«Quem, na oposição, aceitou equiparar a PSP e a GNR à PJ, forças incomparáveis nas funções, critérios de entrada ou exigências de exclusividade, estava, quando chegasse ao poder, condenado a beber o cálice da demagogia até ao fim. Governar em campanha tem riscos, e era inevitável que a aproximação do subsídio de risco das forças de segurança ao suplemento de missão de uma polícia de investigação se alastrasse a outras forças do Estado. Como se explica aos bombeiros que um polícia receba um subsídio de risco de €350 (em 2025) e €400 (em 2026) e eles de €37 (em 2025) e €100 (em 2027)? E só se aceitarem mais 31 horas gratuitas de trabalho mensal. Feitas as contas, a sua luta teria servido para receberem menos à hora. E como não se indignarem quando, apesar de o salário médio líquido ser de €972 (a que acrescem subsídios), a primeira proposta do Governo ter sido a de baixar o salário de entrada? E como não se impacientarem quando a sua carreira não é revista há 20 anos? Especificidades à parte, é mais uma classe a sofrer duas décadas de degradação da Função Pública que acompanha um discurso político de ataque às funções do Estado.

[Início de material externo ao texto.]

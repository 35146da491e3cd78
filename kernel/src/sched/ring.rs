//! Intrusive ordered ring.
//!
//! A doubly linked circular list headed by a sentinel node. The sentinel's
//! `next` neighbour is the head end, its `prev` neighbour the tail end; an
//! empty ring is the sentinel linked to itself, so the empty test is a
//! single pointer compare.

use core::ptr;

/// One link in an ordered ring, embedded in its owner.
///
/// While the node is linked, `data` points back at the owner.
#[derive(Debug)]
pub struct RingNode {
    prev: *mut RingNode,
    next: *mut RingNode,
    pub data: *mut (),
}

impl RingNode {
    pub const fn new() -> Self {
        RingNode {
            prev: ptr::null_mut(),
            next: ptr::null_mut(),
            data: ptr::null_mut(),
        }
    }
}

impl Default for RingNode {
    fn default() -> Self {
        Self::new()
    }
}

/// Sentinel-headed ring. Must not move after [`Ring::init`]: the sentinel
/// links are self-referential.
pub struct Ring {
    head: RingNode,
}

impl Ring {
    pub const fn new() -> Self {
        Ring {
            head: RingNode::new(),
        }
    }

    /// Link the sentinel to itself. Call once the ring sits at its final
    /// address, before any insert.
    pub fn init(&mut self) {
        let sentinel: *mut RingNode = &mut self.head;
        self.head.prev = sentinel;
        self.head.next = sentinel;
    }

    pub fn is_empty(&self) -> bool {
        ptr::eq(self.head.next, &self.head)
    }

    /// Insert `node` at the head end.
    ///
    /// # Safety
    ///
    /// The ring must be initialised. `node` must point to a live, unlinked
    /// node that stays valid and in place until it is removed again.
    pub unsafe fn insert_head(&mut self, node: *mut RingNode) {
        let sentinel: *mut RingNode = &mut self.head;
        unsafe {
            (*node).prev = sentinel;
            (*node).next = self.head.next;
            (*self.head.next).prev = node;
        }
        self.head.next = node;
    }

    /// Unlink and return the node at the tail end.
    ///
    /// # Safety
    ///
    /// The ring must be initialised and non-empty.
    pub unsafe fn remove_tail(&mut self) -> *mut RingNode {
        let node = self.head.prev;
        unsafe { unlink(node) };
        node
    }
}

/// Unlink `node` from the ring it is on, leaving it self-linked.
///
/// # Safety
///
/// `node` must be linked on an initialised ring.
pub unsafe fn unlink(node: *mut RingNode) {
    unsafe {
        (*(*node).prev).next = (*node).next;
        (*(*node).next).prev = (*node).prev;
        (*node).prev = node;
        (*node).next = node;
    }
}
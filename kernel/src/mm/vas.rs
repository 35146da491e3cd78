//! Address spaces and the free-range search.

use alloc::sync::Arc;

use spin::Mutex;

use crate::error::KernelError;
use crate::zone::Zone;

use super::pmap::PageMap;
use super::seg::{SegTree, Segment, VmMem};
use super::{Protection, VirtAddr};

/// A collection of non-overlapping segments under one page map.
pub struct AddressSpace {
    begin: VirtAddr,
    end: VirtAddr,
    pmap: Arc<dyn PageMap>,
    segs: Mutex<SegTree>,
}

impl AddressSpace {
    /// Build an address space covering the bounds its page map reports.
    pub fn new(pmap: Arc<dyn PageMap>) -> Self {
        let (begin, end) = pmap.address_range();
        AddressSpace {
            begin,
            end,
            pmap,
            segs: Mutex::new(SegTree::new()),
        }
    }

    pub fn begin(&self) -> VirtAddr {
        self.begin
    }

    pub fn end(&self) -> VirtAddr {
        self.end
    }

    pub fn pmap(&self) -> &dyn PageMap {
        &*self.pmap
    }

    pub(super) fn segs(&self) -> &Mutex<SegTree> {
        &self.segs
    }

    /// Run `f` over the segment tree. Inspection only; the tree lock is
    /// held for the duration.
    pub fn with_segments<R>(&self, f: impl FnOnce(&SegTree) -> R) -> R {
        f(&self.segs.lock())
    }

    /// Find the lowest free range of `lrp + 1` bytes, sweeping past
    /// occupied segments from the low end.
    ///
    /// First fit: a candidate starts at the space's base (or one past the
    /// segment that displaced it) and must end strictly before the next
    /// segment begins.
    fn find_free(&self, segs: &SegTree, lrp: u64) -> Option<(VirtAddr, VirtAddr)> {
        let mut begin = self.begin.as_u64();
        let mut end = begin.checked_add(lrp)?;

        while end <= self.end.as_u64() {
            if let Some(seg) = segs.ceiling(VirtAddr::new(begin)) {
                if end >= seg.begin.as_u64() {
                    begin = seg.end.as_u64().checked_add(1)?;
                    end = begin.checked_add(lrp)?;
                    continue;
                }
            }
            return Some((VirtAddr::new(begin), VirtAddr::new(end)));
        }
        None
    }

    /// Carve a fresh `size`-byte segment out of this address space,
    /// drawing the segment object from `zone`. The caller holds the tree
    /// lock.
    ///
    /// The new segment starts with empty protection and no backing. On any
    /// failure the candidate goes back to its pool and the tree is left
    /// unchanged.
    pub(super) fn create_entry(
        &self,
        segs: &mut SegTree,
        zone: &Zone<Segment>,
        size: u64,
    ) -> Result<VirtAddr, KernelError> {
        let lrp = size.checked_sub(1).ok_or(KernelError::InvalidArgument)?;

        let mut seg = zone.alloc().ok_or(KernelError::OutOfMemory)?;

        let Some((begin, end)) = self.find_free(segs, lrp) else {
            zone.free(seg);
            return Err(KernelError::AddressSpaceExhausted);
        };

        seg.begin = begin;
        seg.end = end;
        seg.prot = Protection::empty();
        seg.mem = VmMem::Empty;

        match segs.insert(seg) {
            Ok(()) => Ok(begin),
            Err(seg) => {
                zone.free(seg);
                Err(KernelError::AlreadyExists)
            }
        }
    }
}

Com as alterações climáticas, a proteção do território, das cidades e das florestas dificilmente poderá continuar a basear-se em corporações voluntárias, mesmo que tenham um papel complementar. Precisaremos de uma estrutura profissional e nacional com carreiras atrativas. Preparar o país para os efeitos das alterações climáticas tem custos pagos pelos impostos. A alternativa é serem pagos pela economia e com vidas. Assim como tem custos o envelhecimento da população, graças a melhorias da medicina. Ou a robotização da economia, com dispensa de várias funções. É impossível cobrir estes custos se o populismo fiscal continuar a dominar o discurso político. Ou a competição fiscal continua a ser a base da concorrência entre economias ou os Estados continuam a cumprir as suas funções. As duas coisas são incompatíveis.
Dito isto, não precisamos de grande imaginação para prever o que faria a polícia se os jovens dos bairros da periferia de Lisboa se tivessem manifestado, na Avenida da Liberdade, como os bombeiros se manifestaram na terça-feira. Não podemos aceitar que quem é pago para nos proteger seja fonte de insegurança. Que funcionários públicos se manifestem de cara tapada, lançando petardos e espalhando o medo. Não me esqueço, no entanto, do silêncio de Luís Montenegro quando uma turba de polícias cercou um debate entre os dois principais líderes partidá¬rios. Ao contrário do Governo com os bombeiros, até sublinhou que não se tinha sentido condicionado, coagido ou cercado. Não me esqueço da conivência com todas as demonstrações de abandalhamento nas forças que armamos, aproveitando-o até. Ou do oportunismo de quem se pendurou em “movimentos inorgânicos” de enfermeiros, fragilizando os sindicatos. Não se pode queixar do incêndio quem condescendeu com os pirómanos.
Não se pode esperar que os bombeiros respeitem uma barreira de polícias quando os polícias fizeram o mesmo nas escadarias da Assembleia da República. Não se pode esperar respeito pela lei quando a PSP que enviou queixa por manifestação ilegal para o Ministério Público foi a mesma que viu os seus agentes fazerem o mesmo no cerco ao Capitólio, sem os punir. O poder político não pode esperar respeito pelas regras quando um partido instala a baderna no Parlamento perante a tibieza medrosa de quem o preside.
Quando saíram das negociações, os dirigentes sindicais explicaram que a manifestação não fora marcada por eles. Conhecemos a marca de água daquele comportamento. É dos que, para além de degradarem as instituições, fazem tudo para fragilizar os sindicatos, deixando os trabalhadores mais vulneráveis. Sabem o que o Chega vai dizer agora? Que enquanto se aumentam os políticos (falso) não se aumentam os bombeiros. E sabem como o Governo vai reagir? Aumentará o populismo securitário que cairá sobre imigrantes e os desgraçados dos bairros, nunca sobre os “desordeiros de bem”.
Mais do que o Governo ou o patrão, quem alimenta estes movimentos “inorgânicos” tem os sindicatos como alvo. E a suspensão das negociações, parecendo acertada, acabou por sobrepor o caos da rua ao diálogo sindical. Em vez de se sentir incomodado, quem andou a tirar poder aos sindicatos, desinstitucionalizando o conflito laboral, deve assumir as suas responsabilidades. E os sindicatos devem perguntar-se o que perderam para terem deixado de conseguir representar esta insatisfação.»